见面后自然又是推让一番,然后分宾主坐定。许是中午酒意还在吧,坐下后我宣布晚场由我来主持。这样一说,革宁急忙阻拦着说你咋能主持呢?我知老弟有点曲解“主持”一说,便哈哈一笑说:主持人我来当,地主你来当,单你来埋……这样一讲,革宁老弟才笑眉豁眼地点头通过了。结果,那晚我主持了前半场,至后半场时酒量不支便回宾馆休息去了(喝酒前,革宁还笑着给我说选在这里,万一谁喝多了去休息近些。那时就我知道晚上没有“万一”,肯定是我又先醉了。果然,晚场我又成了离席的第一人)。
迷怔了一会,听到敲门声,知是散场了。打开门,原来张主席领着这帮人都来了,忙着让座、一一泡上茶,又忍不住蛇一样蜷在床上了,爬了一会觉得不雅(还有几位女士在)便硬撑着坐起来听大家聊天。过了会,冉宏君也闻讯过来了。他也是当初的文友,只是这些年忙于事业,影响了写作,但他的摄影作品却是响铛铛的,在县城叫得响,在省城圈内也叫得响。
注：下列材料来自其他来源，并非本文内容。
use std::{fmt, str::FromStr};

use fxhash::FxBuildHasher;
use indexmap::IndexMap;
use miette::SourceSpan;

// Label name -> instruction index, in definition order
pub type FxMap<K, V> = IndexMap<K, V, FxBuildHasher>;

/// Number of general purpose registers.
pub const REGISTER_COUNT: usize = 32;

/// ABI names, indexed by register number.
pub const ABI_NAMES: [&str; REGISTER_COUNT] = [
    "zero", "ra", "sp", "gp", "tp", "t0", "t1", "t2", "s0", "s1", "a0", "a1", "a2", "a3", "a4",
    "a5", "a6", "a7", "s2", "s3", "s4", "s5", "s6", "s7", "s8", "s9", "s10", "s11", "t3", "t4",
    "t5", "t6",
];

/// Mapping from label name to the index of the instruction it precedes.
///
/// Built once by the loader and never mutated afterwards.
#[derive(Clone, Debug, Default)]
pub struct LabelTable(FxMap<String, usize>);

impl LabelTable {
    pub fn new() -> Self {
        Self::default()
    }

    /// Returns the index the label was previously bound to, leaving the table untouched,
    /// if the name is already taken.
    pub fn insert(&mut self, name: impl Into<String>, index: usize) -> Result<(), usize> {
        let name = name.into();
        if let Some(existing) = self.0.get(&name) {
            return Err(*existing);
        }
        self.0.insert(name, index);
        Ok(())
    }

    pub fn get(&self, name: &str) -> Option<usize> {
        self.0.get(name).copied()
    }

    pub fn len(&self) -> usize {
        self.0.len()
    }

    pub fn is_empty(&self) -> bool {
        self.0.is_empty()
    }

    pub fn iter(&self) -> impl Iterator<Item = (&str, usize)> {
        self.0.iter().map(|(name, index)| (name.as_str(), *index))
    }

    /// First label bound to the given instruction index.
    pub fn name_of(&self, index: usize) -> Option<&str> {
        self.iter()
            .find(|(_, label_index)| *label_index == index)
            .map(|(name, _)| name)
    }
}

/// One of the 32 integer registers.
#[derive(Clone, Copy, PartialEq, Eq, PartialOrd, Ord, Hash, Debug)]
pub struct Register(u8);

impl Register {
    pub const ZERO: Register = Register(0);
    /// Return address, implicit destination of `jal label`.
    pub const RA: Register = Register(1);

    pub fn new(index: u8) -> Option<Self> {
        ((index as usize) < REGISTER_COUNT).then_some(Register(index))
    }

    pub fn index(self) -> usize {
        self.0 as usize
    }

    pub fn abi_name(self) -> &'static str {
        ABI_NAMES[self.index()]
    }
}

impl FromStr for Register {
    type Err = ();

    /// Accepts `x0`..`x31` and ABI aliases. `fp` is an alias of `s0`.
    fn from_str(s: &str) -> Result<Self, Self::Err> {
        if let Some(digits) = s.strip_prefix('x') {
            // Reject `x01`, `x+1` and friends
            if digits.is_empty()
                || (digits.len() > 1 && digits.starts_with('0'))
                || !digits.bytes().all(|b| b.is_ascii_digit())
            {
                return Err(());
            }
            return digits
                .parse::<u8>()
                .ok()
                .and_then(Register::new)
                .ok_or(());
        }
        if s == "fp" {
            return Ok(Register(8));
        }
        ABI_NAMES
            .iter()
            .position(|name| *name == s)
            .map(|index| Register(index as u8))
            .ok_or(())
    }
}

impl fmt::Display for Register {
    fn fmt(&self, f: &mut fmt::Formatter<'_>) -> fmt::Result {
        write!(f, "x{}", self.0)
    }
}

/// Location within source text.
#[derive(Clone, Copy, PartialEq, Eq, Default, Debug)]
pub struct Span {
    offs: usize,
    len: usize,
}

impl Span {
    pub fn new(offs: usize, len: usize) -> Self {
        Span { offs, len }
    }

    pub fn dummy() -> Self {
        Span::default()
    }

    pub fn offs(&self) -> usize {
        self.offs
    }

    pub fn len(&self) -> usize {
        self.len
    }

    pub fn is_empty(&self) -> bool {
        self.len == 0
    }
}

impl From<Span> for SourceSpan {
    fn from(value: Span) -> Self {
        SourceSpan::new(value.offs().into(), value.len())
    }
}

#[cfg(test)]
mod tests {
    use super::*;

    #[test]
    fn aliases_match_numeric_names() {
        for (index, name) in ABI_NAMES.iter().enumerate() {
            let alias: Register = name.parse().unwrap();
            let numeric: Register = format!("x{index}").parse().unwrap();
            assert_eq!(alias, numeric, "{name} should be x{index}");
            assert_eq!(alias.index(), index);
        }
        assert_eq!("fp".parse::<Register>(), "s0".parse::<Register>());
    }

    #[test]
    fn rejects_unknown_registers() {
        for name in ["x32", "x", "x01", "x-1", "a8", "t7", "X1", "", "r1", "s12"] {
            assert!(name.parse::<Register>().is_err(), "`{name}` should be rejected");
        }
    }

    #[test]
    fn label_table_rejects_duplicates() {
        let mut labels = LabelTable::new();
        assert_eq!(labels.insert("loop", 0), Ok(()));
        assert_eq!(labels.insert("end", 3), Ok(()));
        assert_eq!(labels.insert("loop", 5), Err(0));
        assert_eq!(labels.get("loop"), Some(0));
        assert_eq!(labels.len(), 2);
        assert_eq!(labels.name_of(3), Some("end"));
        assert_eq!(labels.name_of(1), None);
    }
}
让人感动的是,记忆中每一次来,这位老兄无论工作多忙,也要过来给朋友们敬杯酒,或到宾馆看望大家,在他这样的位置上,实在是难得!
送走张主席、冉宏君和县城的一帮朋友们,最后剩下了我们几条虫。看着我的醉态,革宁很得意,简直比发表了一篇小说还高兴,他笑着,是一种很有成就感的样子。而金旭也嘿嘿笑我酒量没他好,还没有他喝得多。柏菁更是一脸红光,笑着问我这会咋样了,还递上一包酸酸乳。栋梁老兄似乎也喝得高了,坐在椅子上不停地呵呵笑着。看得出,让我醉酒,是那晚的必然结果,不醉,就连这“三条长虫”也不会放过我!我们调笑间,“靳妹子”已帮我们又登好了一间房。直到后来革宁怕太晚回去进不了门,才要走。于是我们一同送他和“靳妹子”出了宾馆大门,与他们夫妇告辞。回到宾馆,熄灯后我还在想:世界上什么东西都在变,一些事物也在变,惟一不变的,是真朋友,是朋友情!
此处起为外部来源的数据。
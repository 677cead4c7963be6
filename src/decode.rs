use lazy_static::lazy_static;
use regex::Regex;

use crate::air::{Instruction, Mnemonic, INSTRUCTION_WIDTH};
use crate::env::OpcodePolicy;
use crate::error::DecodeError;
use crate::symbol::{LabelTable, Register};

lazy_static! {
    /// `offset(base)`, where offset may be empty.
    static ref MEMORY_OPERAND: Regex = Regex::new(r"^([^()\s]*)\(([^()\s]+)\)$").unwrap();
}

/// Decode the text of one instruction, located at `pc`.
///
/// Branch and jump targets are resolved here: an operand naming a label jumps to that label,
/// anything else must be an instruction offset relative to `pc`.
pub fn decode(
    text: &str,
    pc: u64,
    labels: &LabelTable,
    policy: OpcodePolicy,
) -> Result<Instruction, DecodeError> {
    let mut tokens = split_operands(text);
    let Some(name) = tokens.next() else {
        return Err(DecodeError::UnknownOpcode {
            mnemonic: String::new(),
        });
    };
    let operands: Vec<&str> = tokens.collect();

    let Some(mnemonic) = Mnemonic::lookup(&name.to_ascii_lowercase()) else {
        return match policy {
            OpcodePolicy::Strict => Err(DecodeError::UnknownOpcode {
                mnemonic: name.to_string(),
            }),
            OpcodePolicy::Permissive => Ok(Instruction::Unknown {
                mnemonic: name.to_string(),
            }),
        };
    };

    let instruction = match mnemonic {
        Mnemonic::Alu(op) => {
            let [rd, rs1, rs2] = expect_operands(mnemonic, &operands)?;
            Instruction::Alu {
                op,
                rd: register(rd)?,
                rs1: register(rs1)?,
                rs2: register(rs2)?,
            }
        }
        Mnemonic::AluImm(op) => {
            let [rd, rs1, imm] = expect_operands(mnemonic, &operands)?;
            Instruction::AluImm {
                op,
                rd: register(rd)?,
                rs1: register(rs1)?,
                imm: immediate(imm)?,
            }
        }
        Mnemonic::Load(width) => {
            let [rd, address] = expect_operands(mnemonic, &operands)?;
            let (offset, base) = memory_operand(address)?;
            Instruction::Load {
                width,
                rd: register(rd)?,
                base,
                offset,
            }
        }
        Mnemonic::Store(width) => {
            let [src, address] = expect_operands(mnemonic, &operands)?;
            let (offset, base) = memory_operand(address)?;
            Instruction::Store {
                width,
                src: register(src)?,
                base,
                offset,
            }
        }
        Mnemonic::Branch(cond) => {
            let [rs1, rs2, target] = expect_operands(mnemonic, &operands)?;
            Instruction::Branch {
                cond,
                rs1: register(rs1)?,
                rs2: register(rs2)?,
                target: resolve_target(target, pc, labels)?,
            }
        }
        Mnemonic::Jal => match operands.as_slice() {
            // `jal target` links through `ra`
            [target] => Instruction::Jal {
                rd: Register::RA,
                target: resolve_target(target, pc, labels)?,
            },
            [rd, target] => Instruction::Jal {
                rd: register(rd)?,
                target: resolve_target(target, pc, labels)?,
            },
            _ => return Err(wrong_count(mnemonic, "1 or 2", operands.len())),
        },
        Mnemonic::Jalr => match operands.as_slice() {
            [base] => Instruction::Jalr {
                rd: Register::RA,
                base: register(base)?,
                offset: 0,
            },
            [rd, address] => {
                let (offset, base) = memory_operand(address)?;
                Instruction::Jalr {
                    rd: register(rd)?,
                    base,
                    offset,
                }
            }
            [rd, base, offset] => Instruction::Jalr {
                rd: register(rd)?,
                base: register(base)?,
                offset: immediate(offset)?,
            },
            _ => return Err(wrong_count(mnemonic, "1 to 3", operands.len())),
        },
        Mnemonic::Lui => {
            let [rd, imm] = expect_operands(mnemonic, &operands)?;
            Instruction::Lui {
                rd: register(rd)?,
                imm: immediate(imm)?,
            }
        }
    };
    Ok(instruction)
}

/// Split instruction text on commas and whitespace.
pub fn split_operands(text: &str) -> impl Iterator<Item = &str> {
    text.split(|ch: char| ch == ',' || ch.is_whitespace())
        .filter(|token| !token.is_empty())
}

/// Parse an integer literal: decimal, or `0x`/`0b`/`0o` prefixed, with an optional sign.
///
/// Unsigned literals up to `u64::MAX` are accepted and reinterpreted as two's complement, so
/// that full 64-bit patterns such as `0xffffffffffffffff` can be written.
pub fn parse_integer(string: &str) -> Option<i64> {
    let (negative, rest) = match string.as_bytes().first()? {
        b'-' => (true, &string[1..]),
        b'+' => (false, &string[1..]),
        _ => (false, string),
    };
    let (radix, digits) = match rest.get(..2) {
        Some("0x" | "0X") => (16, &rest[2..]),
        Some("0b" | "0B") => (2, &rest[2..]),
        Some("0o" | "0O") => (8, &rest[2..]),
        _ => (10, rest),
    };
    // `from_str_radix` would accept a second sign
    if digits.is_empty() || !digits.bytes().all(|b| b.is_ascii_alphanumeric()) {
        return None;
    }
    let magnitude = u64::from_str_radix(digits, radix).ok()?;
    if negative {
        if magnitude > 1 << 63 {
            return None;
        }
        Some((magnitude as i64).wrapping_neg())
    } else {
        Some(magnitude as i64)
    }
}

fn expect_operands<'a, const N: usize>(
    mnemonic: Mnemonic,
    operands: &[&'a str],
) -> Result<[&'a str; N], DecodeError> {
    operands.try_into().map_err(|_| {
        let expected = match N {
            2 => "2",
            3 => "3",
            _ => unreachable!("no mnemonic takes {} operands", N),
        };
        wrong_count(mnemonic, expected, operands.len())
    })
}

fn wrong_count(mnemonic: Mnemonic, expected: &'static str, actual: usize) -> DecodeError {
    DecodeError::WrongOperandCount {
        mnemonic: mnemonic.name(),
        expected,
        actual,
    }
}

fn register(name: &str) -> Result<Register, DecodeError> {
    name.parse().map_err(|()| DecodeError::UnknownRegister {
        name: name.to_string(),
    })
}

fn immediate(string: &str) -> Result<i64, DecodeError> {
    parse_integer(string).ok_or_else(|| DecodeError::MalformedImmediate {
        string: string.to_string(),
    })
}

/// Split `offset(base)` into its offset and base register.
fn memory_operand(string: &str) -> Result<(i64, Register), DecodeError> {
    let Some(captures) = MEMORY_OPERAND.captures(string) else {
        return Err(DecodeError::MalformedMemoryOperand {
            string: string.to_string(),
        });
    };
    let offset = match &captures[1] {
        "" => 0,
        offset => immediate(offset)?,
    };
    let base = register(&captures[2])?;
    Ok((offset, base))
}

/// Labels take priority over integer offsets.
fn resolve_target(operand: &str, pc: u64, labels: &LabelTable) -> Result<u64, DecodeError> {
    if let Some(index) = labels.get(operand) {
        return Ok(index as u64 * INSTRUCTION_WIDTH);
    }
    let Some(offset) = parse_integer(operand) else {
        return Err(DecodeError::UnresolvedTarget {
            operand: operand.to_string(),
        });
    };
    let target = offset
        .checked_mul(INSTRUCTION_WIDTH as i64)
        .and_then(|bytes| (pc as i64).checked_add(bytes))
        .filter(|target| *target >= 0);
    target.map(|target| target as u64).ok_or_else(|| DecodeError::NegativeTarget {
        operand: operand.to_string(),
    })
}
次日晨,我们去革宁家道别。在革宁家客厅沙发上,俺们那“靳妹子”帮“四小龙”拍了一张合影。这是我们“四小龙”十多年来拍的第一张“聚首”照。我想,这张照片,无疑见证着我们的友谊和友情,也将为我们今后的岁月,留下一个美好回味的范本。